■ Aim of the task
Only the lines from the beginning of the data below through the line containing "use super::error::ApiError;" belong in the response, each copied exactly.

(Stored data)
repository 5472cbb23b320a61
//! 请求校验与日志中间件

use std::sync::Arc;

use axum::{
    body::Body,
    extract::State,
    http::{Method, Request, Uri, header},
    middleware::Next,
    response::{IntoResponse, Response},
};

use crate::log_sink::{RequestLogEntry, RequestLogSink};
use crate::store::AirQualityStore;

use super::error::ApiError;
use super::query::{CityQueryError, query_pairs, validate_city};

/// URI 中至少要包含其中一个关键字
const ROUTE_KEYWORDS: &[&str] = &["all", "status", "search"];

/// 应用共享状态
#[derive(Clone)]
pub struct AppState {
    /// 表存储
    pub store: Arc<dyn AirQualityStore>,
    /// 请求日志投递
    pub log_sink: Arc<dyn RequestLogSink>,
    /// 表名
    pub table_name: String,
}

impl AppState {
    pub fn new(
        store: Arc<dyn AirQualityStore>,
        log_sink: Arc<dyn RequestLogSink>,
        table_name: impl Into<String>,
    ) -> Self {
        Self {
            store,
            log_sink,
            table_name: table_name.into(),
        }
    }
}

/// 请求目标（path + query）
fn request_target(uri: &Uri) -> String {
    uri.path_and_query()
        .map(|pq| pq.as_str().to_string())
        .unwrap_or_else(|| uri.path().to_string())
}

/// 校验请求：方法、URI 关键字、search 查询参数
///
/// 关键字检查对 path + query 做子串匹配
pub fn check_request(method: &Method, uri: &Uri) -> Result<(), ApiError> {
    if method != Method::GET {
        return Err(ApiError::MethodNotAllowed);
    }

    let target = request_target(uri);
    if !ROUTE_KEYWORDS.iter().any(|k| target.contains(k)) {
        return Err(ApiError::NotFound);
    }

    if target.contains("search") {
        let pairs = query_pairs(uri)
            .map_err(|_| ApiError::BadRequest(CityQueryError::MissingOrLength))?;
        validate_city(&pairs).map_err(ApiError::BadRequest)?;
    }

    Ok(())
}

/// 请求校验与日志中间件
///
/// 校验失败时直接返回，不进入处理器。
/// 每个请求恰好投递一条日志，状态码取实际写出的响应
pub async fn request_log_middleware(
    State(state): State<AppState>,
    request: Request<Body>,
    next: Next,
) -> Response {
    let method = request.method().clone();
    let uri = request_target(request.uri());
    let host = request
        .headers()
        .get(header::HOST)
        .and_then(|v| v.to_str().ok())
        .or_else(|| request.uri().host())
        .unwrap_or_default()
        .to_string();

    let verdict = check_request(&method, request.uri());
    let response = match verdict {
        Ok(()) => next.run(request).await,
        Err(e) => e.into_response(),
    };

    state.log_sink.send(RequestLogEntry {
        method: method.to_string(),
        uri,
        host,
        status: response.status().as_u16(),
    });

    response
}
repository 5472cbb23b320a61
mod api;
mod log_sink;
mod model;
mod store;

use std::sync::Arc;

use anyhow::Context;
use clap::Parser;
use tracing_subscriber::EnvFilter;

use api::{AppState, create_router};
use log_sink::LogglySink;
use model::config::{Config, ServiceMode};
use store::DynamoStore;

/// 空气质量数据只读服务
#[derive(Parser, Debug)]
#[command(name = "airquality-rs", version, about)]
struct Args {
    /// 配置文件路径
    #[arg(short, long)]
    config: Option<String>,

    /// 监听端口（覆盖配置文件）
    #[arg(short, long)]
    port: Option<u16>,

    /// 服务变体（覆盖配置文件）
    #[arg(long, value_enum)]
    mode: Option<ServiceMode>,
}

#[tokio::main]
async fn main() -> anyhow::Result<()> {
    tracing_subscriber::fmt()
        .with_env_filter(
            EnvFilter::try_from_default_env().unwrap_or_else(|_| EnvFilter::new("info")),
        )
        .init();

    let args = Args::parse();

    let config_path = args
        .config
        .unwrap_or_else(|| Config::default_config_path().to_string());
    let mut config = Config::load(&config_path)
        .with_context(|| format!("加载配置失败: {}", config_path))?;
    if let Some(port) = args.port {
        config.port = port;
    }
    if let Some(mode) = args.mode {
        config.mode = mode;
    }
    if let Some(path) = config.config_path() {
        tracing::info!("配置文件: {}", path.display());
    }

    let store = DynamoStore::from_env(config.region.as_deref(), config.endpoint_url.as_deref()).await;
    let log_sink = LogglySink::new(
        &config.loggly_url,
        config.effective_loggly_token(),
        &config.log_tag,
    )?;

    let state = AppState::new(Arc::new(store), Arc::new(log_sink), config.table_name.clone());
    let prefix = config.normalized_prefix();
    let app = create_router(state, config.mode, &prefix);

    let addr = format!("{}:{}", config.host, config.port);
    let listener = tokio::net::TcpListener::bind(&addr)
        .await
        .with_context(|| format!("监听失败: {}", addr))?;

    tracing::info!(
        "服务已启动: http://{} (模式: {:?}, 表: {}, 前缀: {})",
        addr,
        config.mode,
        config.table_name,
        prefix
    );

    axum::serve(listener, app)
        .with_graceful_shutdown(shutdown_signal())
        .await?;

    tracing::info!("服务已关闭");
    Ok(())
}

/// 等待 Ctrl+C
async fn shutdown_signal() {
    if let Err(e) = tokio::signal::ctrl_c().await {
        tracing::error!("无法监听退出信号: {}", e);
        std::future::pending::<()>().await;
    }
    tracing::info!("收到退出信号，开始关闭");
}
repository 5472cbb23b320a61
//! API 响应类型

use serde::Serialize;

/// 表状态（full 变体）
#[derive(Debug, Serialize)]
#[serde(rename_all = "PascalCase")]
pub struct TableStatusResponse {
    /// 表名
    pub table: String,
    /// 表中记录数
    pub record_count: i64,
}

/// 服务器状态（status-only 变体）
#[derive(Debug, Serialize)]
#[serde(rename_all = "PascalCase")]
pub struct ServerStatusResponse {
    /// 服务器当前时间（RFC3339 格式）
    pub time: String,
    /// HTTP 状态码
    pub status: u16,
}

impl ServerStatusResponse {
    pub fn now() -> Self {
        Self {
            time: chrono::Utc::now().to_rfc3339(),
            status: 200,
        }
    }
}
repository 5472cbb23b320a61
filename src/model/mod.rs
pub mod config;
pub mod record;
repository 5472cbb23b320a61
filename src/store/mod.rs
//! 远端表存储
//!
//! 提供表列举、全表/过滤扫描和记录数查询

mod dynamo;

use std::collections::HashMap;

use aws_sdk_dynamodb::types::AttributeValue;

pub use dynamo::{DynamoStore, decode_item};

/// 扫描返回的原始条目
pub type Item = HashMap<String, AttributeValue>;

/// 扫描过滤条件：`attribute = value`
#[derive(Debug, Clone, PartialEq, Eq)]
pub struct EqualityFilter {
    pub attribute: String,
    pub value: String,
}

impl EqualityFilter {
    pub fn new(attribute: impl Into<String>, value: impl Into<String>) -> Self {
        Self {
            attribute: attribute.into(),
            value: value.into(),
        }
    }
}

/// 空气质量表存储 trait
#[async_trait::async_trait]
pub trait AirQualityStore: Send + Sync {
    /// 列出所有表名
    async fn list_tables(&self) -> anyhow::Result<Vec<String>>;

    /// 扫描表（单次调用，不分页），可选等值过滤
    async fn scan(&self, table: &str, filter: Option<&EqualityFilter>) -> anyhow::Result<Vec<Item>>;

    /// 表中记录数
    async fn item_count(&self, table: &str) -> anyhow::Result<i64>;
}
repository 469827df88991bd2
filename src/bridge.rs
use crate::catalog::MODEL_EXTENSION;
use crate::config::AppConfig;
use crate::gestures::Manipulable;
use crate::session::PlacementSession;
use crate::tracking::{DetectedPlane, MainCamera};
use bevy::asset::LoadState;
use bevy::camera::primitives::Aabb;
use bevy::gltf::Gltf;
use bevy::math::Affine3A;
use bevy::prelude::*;
use bevy::scene::{SceneInstance, SceneSpawner};
use bevy::window::{PrimaryWindow, Window};
use bevy_rapier3d::prelude::Collider;

/// Anchor whose model asset is still loading.
#[derive(Component)]
pub struct PlacementInFlight {
    pub name: String,
    pub gltf: Handle<Gltf>,
}

/// Anchor whose scene has been spawned but whose meshes have not been
/// measured yet. Bounds become available a frame or two after the
/// scene instance spawns.
#[derive(Component)]
pub struct AwaitingBounds {
    pub name: String,
}

/// The model root under an anchor, as handed to the engine.
#[derive(Component)]
pub struct PlacedModel {
    pub name: String,
}

#[derive(Debug, Clone, Copy, PartialEq)]
pub struct LocalBounds {
    pub center: Vec3,
    pub half_extents: Vec3,
}

/// Consume a confirmed placement request: resolve the asset path, start
/// the load, and spawn an anchor at a detected plane. The request slot
/// is cleared through a queued command so the mutation lands after the
/// current update pass, and a repeated tick never consumes the same
/// request twice.
pub fn begin_requested_placement(
    mut commands: Commands,
    mut session: ResMut<PlacementSession>,
    config: Res<AppConfig>,
    asset_server: Res<AssetServer>,
    windows: Query<&Window, With<PrimaryWindow>>,
    camera_query: Query<(&Camera, &GlobalTransform), With<MainCamera>>,
    planes: Query<(&DetectedPlane, &GlobalTransform)>,
) {
    let Some(name) = session.requested_model().map(str::to_string) else {
        return;
    };
    commands.queue(|world: &mut World| {
        world.resource_mut::<PlacementSession>().clear_request();
    });

    let Some((point, normal)) = choose_anchor(
        view_center_ray(&windows, &camera_query),
        planes.iter().map(plane_params),
    ) else {
        tracing::warn!("no detected plane to anchor '{name}' to");
        session.status = "No surface detected".to_string();
        return;
    };

    let path = format!("{}/{name}.{MODEL_EXTENSION}", config.models_dir);
    tracing::info!("placing model '{name}' from {path}");
    let gltf: Handle<Gltf> = asset_server.load(path);

    commands.spawn((
        Transform::from_translation(point).with_rotation(Quat::from_rotation_arc(Vec3::Y, normal)),
        Visibility::default(),
        PlacementInFlight { name, gltf },
    ));

    session.status = "Placing...".to_string();
}

/// Poll in-flight loads. A loaded glTF gets its scene spawned under the
/// anchor; a failed load tears the anchor down again and reports on the
/// status line instead of aborting.
pub fn watch_in_flight_placements(
    mut commands: Commands,
    mut session: ResMut<PlacementSession>,
    asset_server: Res<AssetServer>,
    gltf_assets: Res<Assets<Gltf>>,
    in_flight: Query<(Entity, &PlacementInFlight)>,
) {
    for (anchor, placement) in in_flight.iter() {
        match asset_server.get_load_state(placement.gltf.id()) {
            Some(LoadState::Loaded) => {
                let scene = gltf_assets.get(&placement.gltf).and_then(|gltf| {
                    gltf.default_scene
                        .clone()
                        .or_else(|| gltf.scenes.first().cloned())
                });
                let Some(scene) = scene else {
                    tracing::warn!("model '{}' contains no scene", placement.name);
                    session.status = format!("Model '{}' has no scene", placement.name);
                    commands.entity(anchor).despawn();
                    continue;
                };

                let model = commands
                    .spawn((
                        SceneRoot(scene),
                        Transform::IDENTITY,
                        PlacedModel {
                            name: placement.name.clone(),
                        },
                    ))
                    .id();
                commands
                    .entity(anchor)
                    .add_child(model)
                    .remove::<PlacementInFlight>()
                    .insert(AwaitingBounds {
                        name: placement.name.clone(),
                    });
            }
            Some(LoadState::Failed(err)) => {
                tracing::warn!("failed to load model '{}': {err}", placement.name);
                session.status = format!("Could not load model '{}'", placement.name);
                commands.entity(anchor).despawn();
            }
            _ => {}
        }
    }
}

/// Once the spawned scene's meshes carry bounding boxes, merge them
/// into one anchor-local box, attach a matching collision volume at the
/// box center, and make the anchor manipulable. A scene that finishes
/// spawning without any meshes gets torn down and reported instead of
/// waiting forever.
pub fn finalize_placed_models(
    mut commands: Commands,
    mut session: ResMut<PlacementSession>,
    scene_spawner: Res<SceneSpawner>,
    anchors: Query<(Entity, &GlobalTransform, &AwaitingBounds)>,
    children_query: Query<&Children>,
    scene_instances: Query<&SceneInstance>,
    mesh_bounds: Query<(&Aabb, &GlobalTransform), With<Mesh3d>>,
    mesh_markers: Query<(), With<Mesh3d>>,
) {
    for (anchor, anchor_global, awaiting) in anchors.iter() {
        let mut meshes = Vec::new();
        collect_descendant_bounds(anchor, &children_query, &mesh_bounds, &mut meshes);
        let bounds = merge_mesh_bounds(
            anchor_global.affine().inverse(),
            meshes.iter().map(|(aabb, global)| (*aabb, *global)),
        );
        let scene_ready =
            descendant_scene_ready(anchor, &children_query, &scene_instances, &scene_spawner);
        let has_meshes = descendant_has_mesh(anchor, &children_query, &mesh_markers);

        match bounds_progress(scene_ready, has_meshes, bounds) {
            BoundsProgress::Wait => {}
            BoundsProgress::Abandon => {
                tracing::warn!("model '{}' contains no meshes", awaiting.name);
                session.status = format!("Model '{}' has no meshes", awaiting.name);
                commands.entity(anchor).despawn();
            }
            BoundsProgress::Finalize(bounds) => {
                let collider = commands
                    .spawn((
                        Collider::cuboid(
                            bounds.half_extents.x,
                            bounds.half_extents.y,
                            bounds.half_extents.z,
                        ),
                        Transform::from_translation(bounds.center),
                        Visibility::default(),
                    ))
                    .id();
                let normal = anchor_global.rotation() * Vec3::Y;
                commands
                    .entity(anchor)
                    .add_child(collider)
                    .remove::<AwaitingBounds>()
                    .insert(Manipulable {
                        bounds_center: bounds.center,
                        bounds_half_extents: bounds.half_extents,
                        plane_normal: normal,
                    });

                tracing::info!("placed model '{}'", awaiting.name);
                session.status = format!("Placed '{}'", awaiting.name);
            }
        }
    }
}

/// What to do with an anchor still waiting on bounds.
#[derive(Debug, Clone, Copy, PartialEq)]
pub(crate) enum BoundsProgress {
    /// Scene still spawning, or meshes present but not measured yet.
    Wait,
    /// The scene finished spawning with nothing measurable in it.
    Abandon,
    Finalize(LocalBounds),
}

pub(crate) fn bounds_progress(
    scene_ready: bool,
    has_meshes: bool,
    bounds: Option<LocalBounds>,
) -> BoundsProgress {
    match bounds {
        Some(bounds) => BoundsProgress::Finalize(bounds),
        None if scene_ready && !has_meshes => BoundsProgress::Abandon,
        None => BoundsProgress::Wait,
    }
}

■ Exercise result
repository 5472cbb23b320a61
//! 请求校验与日志中间件

use std::sync::Arc;

use axum::{
    body::Body,
    extract::State,
    http::{Method, Request, Uri, header},
    middleware::Next,
    response::{IntoResponse, Response},
};

use crate::log_sink::{RequestLogEntry, RequestLogSink};
use crate::store::AirQualityStore;

use super::error::ApiError;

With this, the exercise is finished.